Ernie Banks, the first-ballot Hall of Famer and All-Century Team shortstop, played in 14 All-Star Games, won two MVPs, and twice led the Major Leagues in home runs and runs batted in. He outslugged Willie Mays, Hank Aaron, and Mickey Mantle when they were in their prime, but while they made repeated World Series appearances in the 1950s and 60s, Banks spent his entire career with the woebegone Chicago Cubs, who didn't win a pennant in his adult lifetime.
Today, Banks is remembered best for his signature phrase, "Let's play two", which has entered the American lexicon and exemplifies the enthusiasm that endeared him to fans everywhere. But Banks' public display of good cheer was a mask that hid a deeply conflicted, melancholy, and often quite lonely man. Despite the poverty and racism he endured as a young man, he was among the star players of baseball's early days of integration who were reluctant to speak out about civil rights. Being known as one of the greatest players never to reach the World Series also took its toll. At one point, Banks even saw a psychiatrist to see if that would help. It didn't. Yet Banks smiled through it all, enduring the scorn of Cubs manager Leo Durocher as an aging superstar and never uttering a single complaint.

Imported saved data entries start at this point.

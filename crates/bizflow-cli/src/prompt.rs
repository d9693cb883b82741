//! Terminal reviewer for `bizflow run`.
//!
//! Gate requests are printed to stderr and answered on stdin, so stdout stays
//! free for the final result.

use bizflow_core::{AgentId, AgentOutput, ApprovalResponse, RevisionType, WorkflowEvent};
use std::collections::BTreeMap;

/// Render a gate request, or `None` for events that need no answer.
pub fn format_gate_prompt(event: &WorkflowEvent) -> Option<String> {
    match event {
        WorkflowEvent::PlanApprovalRequest {
            task_description,
            sequence,
            rationale,
            confidence,
            complexity,
            fallback_reason,
            ..
        } => {
            let mut prompt = String::new();
            prompt.push_str("\n\x1b[1;37m╔══ PLAN APPROVAL ══╗\x1b[0m\n");
            prompt.push_str(&format!("  Task:       {task_description}\n"));
            prompt.push_str(&format!(
                "  Confidence: {:.0}%   Complexity: {complexity:?}\n",
                confidence * 100.0
            ));
            if let Some(reason) = fallback_reason {
                prompt.push_str(&format!("  \x1b[33mFallback plan:\x1b[0m {reason}\n"));
            }
            for (i, agent) in sequence.iter().enumerate() {
                let why = rationale.get(agent).map(String::as_str).unwrap_or("");
                prompt.push_str(&format!("  {}. {:<12} {why}\n", i + 1, agent.as_str()));
            }
            prompt.push_str("\x1b[1;37m╚═══════════════════╝\x1b[0m\n");
            prompt.push_str("  [y | n [feedback] | replan [feedback] | plan a,b,c [feedback]]: ");
            Some(prompt)
        }
        WorkflowEvent::FinalResultsApprovalRequest {
            iteration, results, ..
        } => {
            let mut prompt = String::new();
            prompt.push_str("\n\x1b[1;37m╔══ RESULT APPROVAL ══╗\x1b[0m\n");
            prompt.push_str(&format!("  Iteration: {iteration}\n"));
            prompt.push_str(&format_results(results));
            prompt.push_str("\x1b[1;37m╚═════════════════════╝\x1b[0m\n");
            prompt.push_str("  [y | n [feedback] | agents a,b [feedback] | replan [feedback]]: ");
            Some(prompt)
        }
        _ => None,
    }
}

fn format_results(results: &BTreeMap<AgentId, AgentOutput>) -> String {
    results
        .iter()
        .map(|(agent, out)| format!("  {:<12} {}\n", agent.as_str(), out.summary))
        .collect()
}

/// One-line rendering of a non-gate event.
pub fn format_status_line(event: &WorkflowEvent) -> Option<String> {
    match event {
        WorkflowEvent::WorkflowProgressUpdate {
            iteration,
            step,
            total_steps,
            agent,
        } => Some(format!(
            "  [{iteration}] step {}/{total_steps}: {agent}",
            step + 1
        )),
        WorkflowEvent::WorkflowError {
            stage,
            agent,
            message,
            ..
        } => Some(match agent {
            Some(a) => format!("\x1b[1;31m  ✗ {stage} failed at {a}: {message}\x1b[0m"),
            None => format!("\x1b[1;31m  ✗ {stage} failed: {message}\x1b[0m"),
        }),
        WorkflowEvent::WorkflowCancelled { reason } => Some(format!("  cancelled: {reason}")),
        WorkflowEvent::WorkflowCompleted { iterations, .. } => Some(format!(
            "\x1b[32m  ✓ completed after {iterations} iteration(s)\x1b[0m"
        )),
        _ => None,
    }
}

/// Parse a reviewer's answer into a response for `request_id`.
///
/// `y`/`yes` approves. `n [feedback]` rejects, as does any other text, which
/// is then kept as feedback. `agents a,b [feedback]`, `replan [feedback]` and
/// `plan a,b,c [feedback]` request the matching revision. Agent names are
/// passed through unchecked; the gate validates them.
pub fn parse_reply(input: &str, request_id: &str) -> ApprovalResponse {
    let trimmed = input.trim();
    let (word, rest) = match trimmed.split_once(char::is_whitespace) {
        Some((w, r)) => (w, r.trim()),
        None => (trimmed, ""),
    };

    let mut response = ApprovalResponse::reject(request_id, None);
    match word.to_lowercase().as_str() {
        "y" | "yes" => return ApprovalResponse::approve(request_id),
        "n" | "no" | "" => response.feedback = non_empty(rest),
        "replan" => {
            response.revision_type = Some(RevisionType::FullReplan);
            response.feedback = non_empty(rest);
        }
        "agents" => {
            let (names, feedback) = split_list(rest);
            response.revision_type = Some(RevisionType::SpecificAgents);
            response.target_agents = Some(names);
            response.feedback = feedback;
        }
        "plan" => {
            let (names, feedback) = split_list(rest);
            response.modified_sequence = Some(names);
            response.feedback = feedback;
        }
        _ => response.feedback = Some(trimmed.to_string()),
    }
    response
}

fn non_empty(s: &str) -> Option<String> {
    (!s.is_empty()).then(|| s.to_string())
}

/// Split `a,b,c rest of line` into names and optional feedback.
fn split_list(s: &str) -> (Vec<String>, Option<String>) {
    let (list, feedback) = match s.split_once(char::is_whitespace) {
        Some((l, f)) => (l, non_empty(f.trim())),
        None => (s, None),
    };
    let names = list
        .split(',')
        .map(str::trim)
        .filter(|n| !n.is_empty())
        .map(str::to_string)
        .collect();
    (names, feedback)
}

/// Reviewer name for terminal answers.
pub fn reviewer_name() -> String {
    std::env::var("USER")
        .or_else(|_| std::env::var("USERNAME"))
        .unwrap_or_else(|_| "cli-user".to_string())
}
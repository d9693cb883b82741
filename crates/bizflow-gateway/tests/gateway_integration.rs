#![allow(clippy::unwrap_used, clippy::expect_used)]

use bizflow_core::Notifier;
use bizflow_gateway::{ConnectionManager, GatewayServer};
use bizflow_journal::{Journal, MemoryJournal};
use bizflow_orchestrator::{AgentRegistry, Orchestrator, WorkflowConfig};
use futures_util::{SinkExt, StreamExt};
use std::sync::Arc;
use std::time::Duration;
use tokio::net::TcpListener;
use tokio_tungstenite::tungstenite::Message;

type Ws =
    tokio_tungstenite::WebSocketStream<tokio_tungstenite::MaybeTlsStream<tokio::net::TcpStream>>;

/// Helper: build a test server on a random port with offline agents and no
/// planner model, so every workflow runs the fallback sequence.
async fn start_test_server() -> String {
    let connections = ConnectionManager::new();
    let mut agents = AgentRegistry::new();
    for agent in bizflow_agent::default_agents(None) {
        agents.register(agent);
    }
    let journal: Arc<dyn Journal> = Arc::new(MemoryJournal::new());
    let notifier: Arc<dyn Notifier> = connections.clone();
    let orchestrator = Arc::new(Orchestrator::new(
        WorkflowConfig::default(),
        agents,
        None,
        notifier,
        journal,
    ));
    let app = GatewayServer::build(orchestrator, connections);

    let listener = TcpListener::bind("127.0.0.1:0").await.unwrap();
    let addr = listener.local_addr().unwrap();

    tokio::spawn(async move {
        axum::serve(listener, app).await.unwrap();
    });
    tokio::time::sleep(Duration::from_millis(50)).await;

    format!("127.0.0.1:{}", addr.port())
}

async fn connect_ws(addr: &str) -> Ws {
    let (mut ws, _) = tokio_tungstenite::connect_async(format!("ws://{addr}/ws"))
        .await
        .unwrap();
    let welcome = next_json(&mut ws).await;
    assert_eq!(welcome["type"], "connected");
    ws
}

async fn next_json(ws: &mut Ws) -> serde_json::Value {
    let msg = tokio::time::timeout(Duration::from_secs(5), ws.next())
        .await
        .expect("no message within 5s")
        .unwrap()
        .unwrap();
    serde_json::from_str(&msg.into_text().unwrap()).unwrap()
}

/// Skip messages until one of the given type arrives.
async fn next_of_type(ws: &mut Ws, kind: &str) -> serde_json::Value {
    loop {
        let msg = next_json(ws).await;
        if msg["type"] == kind {
            return msg;
        }
    }
}

async fn send(ws: &mut Ws, value: serde_json::Value) {
    ws.send(Message::Text(value.to_string().into())).await.unwrap();
}

async fn submit(ws: &mut Ws, task: &str) -> (String, serde_json::Value) {
    send(
        ws,
        serde_json::json!({"type": "submit_task", "user_id": "ops", "task_description": task}),
    )
    .await;
    // The plan request may overtake the submit reply.
    let mut workflow_id = None;
    let mut plan = None;
    while workflow_id.is_none() || plan.is_none() {
        let msg = next_json(ws).await;
        match msg["type"].as_str().unwrap() {
            "workflow_submitted" => workflow_id = Some(msg["workflow_id"].as_str().unwrap().to_string()),
            "plan_approval_request" => plan = Some(msg),
            _ => {}
        }
    }
    (workflow_id.unwrap(), plan.unwrap())
}

#[tokio::test]
async fn test_health_endpoint() {
    let addr = start_test_server().await;
    let resp = reqwest::get(format!("http://{addr}/health")).await.unwrap();
    assert_eq!(resp.status(), 200);
    let body: serde_json::Value = resp.json().await.unwrap();
    assert_eq!(body["status"], "ok");
    assert_eq!(body["service"], "bizflow");
}

#[tokio::test]
async fn test_full_workflow_over_websocket() {
    let addr = start_test_server().await;
    let mut ws = connect_ws(&addr).await;

    let (workflow_id, plan) = submit(&mut ws, "Summarize this week's invoices").await;
    assert_eq!(plan["workflow_id"], workflow_id.as_str());
    assert_eq!(plan["sequence"], serde_json::json!(["coordinator", "analysis"]));
    assert!(plan["fallback_reason"].is_string());
    let plan_request = plan["request_id"].as_str().unwrap().to_string();

    // An unknown agent is rejected and the gate stays open.
    send(
        &mut ws,
        serde_json::json!({
            "type": "approval_response",
            "request_id": plan_request,
            "approved": false,
            "modified_sequence": ["coordinator", "payroll"]
        }),
    )
    .await;
    let err = next_of_type(&mut ws, "error").await;
    assert_eq!(err["code"], "invalid_revision_request");
    assert_eq!(err["request_id"], plan_request.as_str());

    let snapshot: serde_json::Value = reqwest::get(format!("http://{addr}/workflows/{workflow_id}"))
        .await
        .unwrap()
        .json()
        .await
        .unwrap();
    assert_eq!(snapshot["workflow"]["status"], "awaiting_plan_approval");
    assert_eq!(snapshot["pending_approvals"][0]["request_id"], plan_request.as_str());
    assert_eq!(snapshot["pending_approvals"][0]["kind"], "plan");

    send(
        &mut ws,
        serde_json::json!({"type": "approval_response", "request_id": plan_request, "approved": true}),
    )
    .await;
    let ack = next_of_type(&mut ws, "approval_ack").await;
    assert_eq!(ack["delivered"], true);

    let results = next_of_type(&mut ws, "final_results_approval_request").await;
    assert_eq!(results["iteration"], 1);
    assert!(results["results"]["coordinator"]["summary"].is_string());
    assert!(results["results"]["analysis"]["summary"].is_string());

    send(
        &mut ws,
        serde_json::json!({
            "type": "approval_response",
            "request_id": results["request_id"],
            "approved": true
        }),
    )
    .await;
    let done = next_of_type(&mut ws, "workflow_completed").await;
    assert_eq!(done["iterations"], 1);

    let get = serde_json::json!({"type": "get_workflow", "workflow_id": workflow_id});
    send(&mut ws, get).await;
    let snap = next_of_type(&mut ws, "workflow_snapshot").await;
    assert_eq!(snap["workflow"]["status"], "completed");
    assert_eq!(snap["workflow"]["execution_history"].as_array().unwrap().len(), 2);
    assert_eq!(snap["pending_approvals"], serde_json::json!([]));

    // A second answer to the resolved gate is acknowledged but not delivered.
    send(
        &mut ws,
        serde_json::json!({"type": "approval_response", "request_id": plan_request, "approved": true}),
    )
    .await;
    let late = next_of_type(&mut ws, "approval_ack").await;
    assert_eq!(late["delivered"], false);
}

#[tokio::test]
async fn test_cancel_at_plan_gate() {
    let addr = start_test_server().await;
    let mut ws = connect_ws(&addr).await;

    let (workflow_id, _plan) = submit(&mut ws, "Update CRM contacts").await;
    send(
        &mut ws,
        serde_json::json!({"type": "cancel", "workflow_id": workflow_id}),
    )
    .await;
    let ack = next_of_type(&mut ws, "cancel_ack").await;
    assert_eq!(ack["workflow_id"], workflow_id.as_str());
    next_of_type(&mut ws, "workflow_cancelled").await;

    let snapshot: serde_json::Value = reqwest::get(format!("http://{addr}/workflows/{workflow_id}"))
        .await
        .unwrap()
        .json()
        .await
        .unwrap();
    assert_eq!(snapshot["workflow"]["status"], "cancelled");
}

#[tokio::test]
async fn test_unknown_workflow_and_bad_messages() {
    let addr = start_test_server().await;

    let resp = reqwest::get(format!(
        "http://{addr}/workflows/00000000-0000-0000-0000-000000000000"
    ))
    .await
    .unwrap();
    assert_eq!(resp.status(), 404);
    let body: serde_json::Value = resp.json().await.unwrap();
    assert_eq!(body["code"], "unknown_workflow");

    let mut ws = connect_ws(&addr).await;
    ws.send(Message::Text("not json".into())).await.unwrap();
    let err = next_of_type(&mut ws, "error").await;
    assert_eq!(err["code"], "invalid_message");

    send(
        &mut ws,
        serde_json::json!({"type": "submit_task", "user_id": "ops", "task_description": "   "}),
    )
    .await;
    let err = next_of_type(&mut ws, "error").await;
    assert_eq!(err["code"], "orchestrator_error");
}

#[tokio::test]
async fn test_late_reviewer_sees_open_plan_request() {
    let addr = start_test_server().await;
    let mut submitter = connect_ws(&addr).await;
    let (workflow_id, _plan) = submit(&mut submitter, "Draft replies to vendor emails").await;

    let mut reviewer = connect_ws(&addr).await;
    let replayed = next_of_type(&mut reviewer, "plan_approval_request").await;
    assert_eq!(replayed["workflow_id"], workflow_id.as_str());

    let metrics: serde_json::Value = reqwest::get(format!("http://{addr}/metrics"))
        .await
        .unwrap()
        .json()
        .await
        .unwrap();
    assert_eq!(metrics["active_by_user"]["ops"], 1);
}
/// parse document with structure like " title1 key1: value1, value2 key2: value2 title2 key3:value3, value4" which has titles and
/// pairs key-vector of values. Sections and keys keep the order in which they appear in the document, because the
/// order of coordinate arrays in the `axes` section defines the order of the interpolant axes.
///
/// Lines starting with //, #, % or ; are comments.
use nom::{
    IResult, Parser,
    branch::alt,
    bytes::complete::{tag, take_while1},
    character::complete::{alpha1, alphanumeric1, multispace0, space0},
    combinator::{map, map_res, recognize},
    multi::{many0, many1, separated_list0},
    sequence::{delimited, pair, separated_pair, terminated},
};
use std::fmt::Display;

use crate::error::{SplineError, SplineResult};

/// key with its list of values
pub type KeyValues = (String, Vec<Value>);
/// title of the section and its key-values in document order
pub type Section = (String, Vec<KeyValues>);

/// enum to represent different value types:
#[derive(Debug, Clone, PartialEq)]
pub enum Value {
    String(String),
    Float(f64),
    Integer(i64),
    Boolean(bool),
}

impl Value {
    pub fn as_string(&self) -> Option<&String> {
        if let Value::String(s) = self {
            Some(s)
        } else {
            None
        }
    }
    /// numeric view of the value, integers are widened to f64
    pub fn as_float(&self) -> Option<f64> {
        match self {
            Value::Float(f) => Some(*f),
            Value::Integer(i) => Some(*i as f64),
            _ => None,
        }
    }

    pub fn as_integer(&self) -> Option<i64> {
        if let Value::Integer(i) = self {
            Some(*i)
        } else {
            None
        }
    }

    pub fn as_boolean(&self) -> Option<bool> {
        if let Value::Boolean(b) = self {
            Some(*b)
        } else {
            None
        }
    }
}

impl Display for Value {
    fn fmt(&self, f: &mut std::fmt::Formatter<'_>) -> std::fmt::Result {
        match self {
            Value::String(s) => write!(f, "{}", s),
            Value::Float(val) => write!(f, "{}", val),
            Value::Integer(val) => write!(f, "{}", val),
            Value::Boolean(val) => write!(f, "{}", val),
        }
    }
}

/// Parses a title (word characters without spaces)
fn parse_title(input: &str) -> IResult<&str, String> {
    let parser = recognize(pair(
        alt((alpha1, tag("_"))),
        many0(alt((alphanumeric1, tag("_")))),
    ));
    let mut parser = map(parser, String::from);
    let (input, result) = parser.parse(input)?;
    Ok((input.trim(), result))
}

/// Parses a key (word characters without spaces)
fn parse_key(input: &str) -> IResult<&str, String> {
    let parser = recognize(pair(
        alt((alpha1, tag("_"))),
        many0(alt((alphanumeric1, tag("_")))),
    ));
    let mut parser = map(parser, String::from);
    parser.parse(input)
}

fn parse_value(input: &str) -> IResult<&str, Value> {
    // a single value ends on comma, whitespace or semicolon
    let value_parser = take_while1(|c: char| !matches!(c, ',' | ' ' | '\t' | '\n' | '\r' | ';'));
    let mut value_parser = map_res(value_parser, |s: &str| -> Result<Value, String> {
        let s = s.trim();
        if let Ok(val) = s.parse::<i64>() {
            Ok(Value::Integer(val))
        } else if let Ok(val) = s.parse::<f64>() {
            Ok(Value::Float(val))
        } else if let Ok(val) = s.parse::<bool>() {
            Ok(Value::Boolean(val))
        } else {
            Ok(Value::String(s.to_string()))
        }
    });
    value_parser.parse(input)
}

fn parse_value_list(input: &str) -> IResult<&str, Vec<Value>> {
    let (input, _) = space0(input)?;
    let separator_coma = delimited(space0, tag(","), space0);
    let mut value_parser = separated_list0(separator_coma, parse_value);
    value_parser.parse(input)
}

/// Parses a key-value pair where value is a list
fn parse_key_value_pair(input: &str) -> IResult<&str, KeyValues> {
    let colon_separator = delimited(space0, tag(":"), space0);
    let mut parser = separated_pair(parse_key, colon_separator, parse_value_list);
    let (input, result) = parser.parse(input)?;
    Ok((input.trim(), result))
}

/// Parses a section with a title and multiple key-value pairs
fn parse_section(input: &str) -> IResult<&str, Section> {
    let (input, _) = space0(input)?;
    let (input, title) = parse_title(input)?;
    let (input, _) = multispace0(input)?;
    let mut parser = many1(terminated(parse_key_value_pair, space0));
    let (input, pairs) = parser.parse(input)?;
    Ok((input, (title, pairs)))
}

/// Filters out comment lines (starting with //, #, %, or ;)
fn filter_comments(input: &str) -> String {
    input
        .lines()
        .filter(|line| {
            let trimmed = line.trim();
            !trimmed.starts_with("//")
                && !trimmed.starts_with('#')
                && !trimmed.starts_with('%')
                && !trimmed.starts_with(';')
                && !trimmed.is_empty()
        })
        .collect::<Vec<&str>>()
        .join("\n")
}

fn parse_sections(input: &str) -> IResult<&str, Vec<Section>> {
    let mut parser = many1(delimited(space0, parse_section, multispace0));
    parser.parse(input)
}

/// Parses the entire document, sections in document order
pub fn parse_document(input: &str) -> SplineResult<Vec<Section>> {
    let filtered = filter_comments(input);
    match parse_sections(&filtered) {
        Ok((remaining, sections)) => {
            if !remaining.trim().is_empty() {
                return Err(SplineError::Config(format!(
                    "failed to parse entire document, remaining: '{}'",
                    remaining
                )));
            }
            Ok(sections)
        }
        Err(e) => Err(SplineError::Config(format!("parsing error: {:?}", e))),
    }
}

Let's Play Two is based on numerous conversations with Banks and on interviews with more than 100 of his family members, teammates, friends, and associates as well as oral histories, court records, and thousands of other documents and sources. Together, they explain how Banks was so different from the caricature he created for the public. The audiobook tells of Banks' early life in segregated Dallas, his years in the Negro Leagues, and his difficult life after retirement; and it features compelling portraits of Buck O'Neil, Philip K. Wrigley, the Bleacher Bums, the doomed pennant race of 1969, and much more from a long-lost baseball era.
©2019 Ron Rapoport (P)2019 Hachette AudioListeners also enjoyed...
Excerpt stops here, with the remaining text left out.